Metnin icadı bundan binlerce yıl öncesine dayanıyor. O günlerden bu yana her topluluk kendi lisanını, kendi alfabesini kullandı. Kimi lisanlar devir içerisinde büyüyüp gelişti, kimileri ise kayboldu gitti.
İngiliz arkeolog Arthur Evans, Akdeniz’de bulduğu taşlarda bir alfabenin kayıtlı olduğunu keşfetmişti. Daha sonra bu taşlarda aslında Linear A ve Linear B isimli iki farklı alfabe ve lisan olduğunu keşfeden araştırmacı, bu lisanları çözmeyi başaramadı. Linear B’nin sırrı, 1953 yılında amatör dilbilimci Michael Ventris tarafından çözüldü.

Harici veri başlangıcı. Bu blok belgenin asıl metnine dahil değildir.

//! Root-admin bootstrap
//!
//! Idempotent startup routine guaranteeing the distinguished admin
//! account exists with the configured credentials and the `admin` role.
//! Run at process start and again before login attempts; it writes only
//! what actually drifted.

use agrisense_common::{hash_password, verify_password, Error, Result};

use crate::config::RootAdminConfig;
use crate::store::{NewUser, UserRecord, UserStore};
use crate::types::{Plan, Role};

/// Ensure the root-admin account exists, holds the `admin` role, and its
/// password hash verifies against the configured default.
///
/// The role and password checks are independent; each is healed without
/// touching the other, and an unchanged account produces zero writes.
pub async fn ensure_root_admin(
    store: &dyn UserStore,
    config: &RootAdminConfig,
) -> Result<UserRecord> {
    let Some(mut record) = store.find_by_email(&config.email).await? else {
        let record = store
            .create(NewUser {
                email: config.email.clone(),
                name: Some(config.name.clone()),
                organization: Some(config.organization.clone()),
                password_hash: hash_password(&config.password),
                role: Role::Admin,
                plan: Plan::Enterprise,
                avatar_url: None,
            })
            .await?;
        tracing::info!(email = %config.email, "root admin account created");
        return Ok(record);
    };

    if record.role != Role::Admin {
        record = store
            .update_role(&record.id, Role::Admin)
            .await?
            .ok_or_else(|| Error::Internal("root admin vanished during bootstrap".to_string()))?;
        tracing::info!(email = %config.email, "root admin role restored");
    }

    if !verify_password(&config.password, &record.password_hash) {
        let password_hash = hash_password(&config.password);
        store
            .update_password_hash(&record.id, &password_hash)
            .await?;
        record.password_hash = password_hash;
        tracing::info!(email = %config.email, "root admin password reset to configured default");
    }

    Ok(record)
}
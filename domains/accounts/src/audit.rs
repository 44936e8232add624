//! Admin audit log
//!
//! Role promotions and demotions are recorded with the acting admin,
//! the target account, and the before/after roles.

use std::sync::RwLock;

use async_trait::async_trait;
use serde::Serialize;

use agrisense_common::{Error, Result};

/// The admin performing the recorded action
#[derive(Debug, Clone, Serialize)]
pub struct AuditActor {
    pub id: String,
    pub email: String,
    #[serde(skip_serializing_if = "Option::is_none")]
    pub name: Option<String>,
}

/// The account the action was applied to
#[derive(Debug, Clone, Serialize)]
pub struct AuditTarget {
    pub id: String,
    #[serde(skip_serializing_if = "Option::is_none")]
    pub email: Option<String>,
    #[serde(skip_serializing_if = "Option::is_none")]
    pub name: Option<String>,
}

/// One audit record
#[derive(Debug, Clone, Serialize)]
pub struct AuditEntry {
    pub actor: AuditActor,
    /// `role.promote`, `role.demote`, or `role.update`
    pub action: String,
    pub target: AuditTarget,
    pub metadata: serde_json::Value,
}

/// Sink for admin audit records
#[async_trait]
pub trait AuditLog: Send + Sync {
    async fn record(&self, entry: AuditEntry) -> Result<()>;
}

/// In-memory audit log for tests
#[derive(Default)]
pub struct MemoryAuditLog {
    entries: RwLock<Vec<AuditEntry>>,
}

impl MemoryAuditLog {
    pub fn new() -> Self {
        Self::default()
    }

    pub fn entries(&self) -> Vec<AuditEntry> {
        self.entries
            .read()
            .map(|entries| entries.clone())
            .unwrap_or_default()
    }
}

#[async_trait]
impl AuditLog for MemoryAuditLog {
    async fn record(&self, entry: AuditEntry) -> Result<()> {
        self.entries
            .write()
            .map_err(|_| Error::Internal("audit log lock poisoned".to_string()))?
            .push(entry);
        Ok(())
    }
}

Ventris’in bulduğu tahlilin temelinde ise iki fikir yatıyordu. Bunlardan biri, metinde çok geçen sözcüklerin, taşların bulunduğu Girit Adası’ndaki konum ve kişilerin isimleri olduğu idi. Bahtına, bu yaklaşımı akıllıca çıktı. Gayri niyeti ise lisanın, erken periyot Yunan lisanlarından biri olduğu idi. Daha sonra metin süratle çözüldü.

Linear A ise çözülemeyen bir lisan olarak akıllarda kaldı. Günümüzde kullanılan makine çeviri teknikleri ve makine öğrenmesi teknolojisi, bu noktada bilim beşerlerine yeni bir umut oldu.

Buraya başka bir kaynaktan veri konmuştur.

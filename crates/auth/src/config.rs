//! Authentication configuration
//!
//! Read once at process start from environment variables, following the
//! same 12-factor conventions as `agrisense_common::Config`.

use std::env;

use agrisense_common::Environment;

use crate::types::Role;

/// Default session cookie name
pub const DEFAULT_COOKIE_NAME: &str = "agrisense-session";

/// Lower bound applied to a configured session TTL
pub const MIN_SESSION_TTL_SECONDS: u64 = 300;

/// Development-only signing secret; production deployments must override
const DEV_SESSION_SECRET: &str = "agrisense-dev-secret";

/// Defaults for the distinguished root-admin account
#[derive(Debug, Clone)]
pub struct RootAdminConfig {
    /// Canonicalized (lowercased) at load time
    pub email: String,
    pub password: String,
    pub name: String,
    pub organization: String,
}

impl RootAdminConfig {
    /// Whether `email` names the protected root-admin account
    pub fn is_protected(&self, email: &str) -> bool {
        email.eq_ignore_ascii_case(&self.email)
    }

    /// Whether assigning `next` to the account with `email` would demote
    /// the root admin. Such a change must be rejected unconditionally.
    pub fn forbids_role_change(&self, email: &str, next: Role) -> bool {
        self.is_protected(email) && next != Role::Admin
    }
}

/// Authentication configuration
#[derive(Debug, Clone)]
pub struct AuthConfig {
    pub session_secret: String,
    pub cookie_name: String,
    /// Session TTL; `None` means session cookies with no expiry attribute
    /// and no age check in `verify`
    pub max_age_seconds: Option<u64>,
    /// Set the `Secure` attribute on session cookies
    pub secure_cookies: bool,
    pub root_admin: RootAdminConfig,
}

impl AuthConfig {
    /// Load configuration from environment variables.
    pub fn from_env(environment: Environment) -> Self {
        dotenvy::dotenv().ok();

        let session_secret = env::var("AUTH_SESSION_SECRET").unwrap_or_else(|_| {
            tracing::warn!("AUTH_SESSION_SECRET not set; using insecure development secret");
            DEV_SESSION_SECRET.to_string()
        });

        let cookie_name =
            env::var("AUTH_SESSION_COOKIE").unwrap_or_else(|_| DEFAULT_COOKIE_NAME.to_string());

        let max_age_seconds = env::var("AUTH_SESSION_TTL_SECONDS")
            .ok()
            .and_then(|raw| raw.parse::<i64>().ok())
            .and_then(|ttl| {
                if ttl <= 0 {
                    None
                } else {
                    Some((ttl as u64).max(MIN_SESSION_TTL_SECONDS))
                }
            });

        let root_admin = RootAdminConfig {
            email: env::var("ROOT_ADMIN_EMAIL")
                .unwrap_or_else(|_| "agrisenadmin@agrisen.com".to_string())
                .to_lowercase(),
            password: env::var("ROOT_ADMIN_PASSWORD")
                .unwrap_or_else(|_| "AgrisenAdmin1".to_string()),
            name: env::var("ROOT_ADMIN_NAME").unwrap_or_else(|_| "Agrisen Admin".to_string()),
            organization: env::var("ROOT_ADMIN_ORG").unwrap_or_else(|_| "Agrisen HQ".to_string()),
        };

        Self {
            session_secret,
            cookie_name,
            max_age_seconds,
            secure_cookies: environment.is_production(),
            root_admin,
        }
    }

    /// Fixed configuration for tests and embedded use.
    pub fn for_tests(secret: impl Into<String>) -> Self {
        Self {
            session_secret: secret.into(),
            cookie_name: DEFAULT_COOKIE_NAME.to_string(),
            max_age_seconds: None,
            secure_cookies: false,
            root_admin: RootAdminConfig {
                email: "root@agrisense.test".to_string(),
                password: "RootPassword1".to_string(),
                name: "Root Admin".to_string(),
                organization: "AgriSense".to_string(),
            },
        }
    }
}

MIT’den Jiaming Luo ile Regina Barzilay ve Google’dan Yuan Cao, yeni bir makine öğrenmesi sistemi geliştirdi. Bu sistem, kayıp lisanlarda çeviri yapabiliyor. Üretilen yeni yazılım, Linear B lisanını otomatik olarak çevirdi. Bir kayıp lisanın otomatik olarak çevirisinin yapılması ise tarihte bir birinci oldu.

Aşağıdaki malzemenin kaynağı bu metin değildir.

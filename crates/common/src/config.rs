//! Configuration management following 12-factor app principles
//!
//! All configuration is loaded from environment variables to ensure
//! clean separation between code and config.

use anyhow::Result;
use serde::{Deserialize, Serialize};
use std::env;

/// Deployment environment, controls cookie security attributes
#[derive(Debug, Clone, Copy, PartialEq, Eq, Serialize, Deserialize)]
#[serde(rename_all = "lowercase")]
pub enum Environment {
    Development,
    Production,
}

impl Environment {
    pub fn is_production(self) -> bool {
        self == Environment::Production
    }
}

#[derive(Debug, Clone, Serialize, Deserialize)]
pub struct Config {
    /// Database connection URL (PostgreSQL)
    pub database_url: String,

    /// Deployment environment
    pub environment: Environment,

    /// Runtime configuration
    pub log_level: String,
    pub port: u16,
}

impl Config {
    /// Load configuration from environment variables
    pub fn from_env() -> Result<Self> {
        dotenvy::dotenv().ok(); // Load .env file if it exists

        let environment = match env::var("APP_ENV").as_deref() {
            Ok("production") => Environment::Production,
            _ => Environment::Development,
        };

        let config = Self {
            database_url: env::var("DATABASE_URL")
                .map_err(|_| anyhow::anyhow!("DATABASE_URL is required"))?,

            environment,

            log_level: env::var("LOG_LEVEL").unwrap_or_else(|_| "info".to_string()),
            port: env::var("PORT")
                .unwrap_or_else(|_| "3000".to_string())
                .parse()
                .unwrap_or(3000),
        };

        Ok(config)
    }
}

Olağanda makine öğrenmesi, emsal metinleri karşılaştırma temeline dayanır. Olgu tabanındaki lisanlarda bir arada bulunan sözcükleri, sözcük etkileşimlerini takip eder. Daha sonra da yalın matematiksel hesaplamalar yapar. Haliyle makine öğrenmesini çok az metin bulunan lisanlara uyarlamak mümkün değil üzere gözüküyordu.
Bundan birkaç yıl evvel ise bu inanış değişti. Alman bilim kişileri, makine öğrenmesini çok büyük olmayan done setleriyle de gerçekleştirmeyi başardı. Luo ve ekibi ise bu çalışmayı bir adım daha ileri taşıyarak meyyit lisanların çevirisini mümkün kıldı.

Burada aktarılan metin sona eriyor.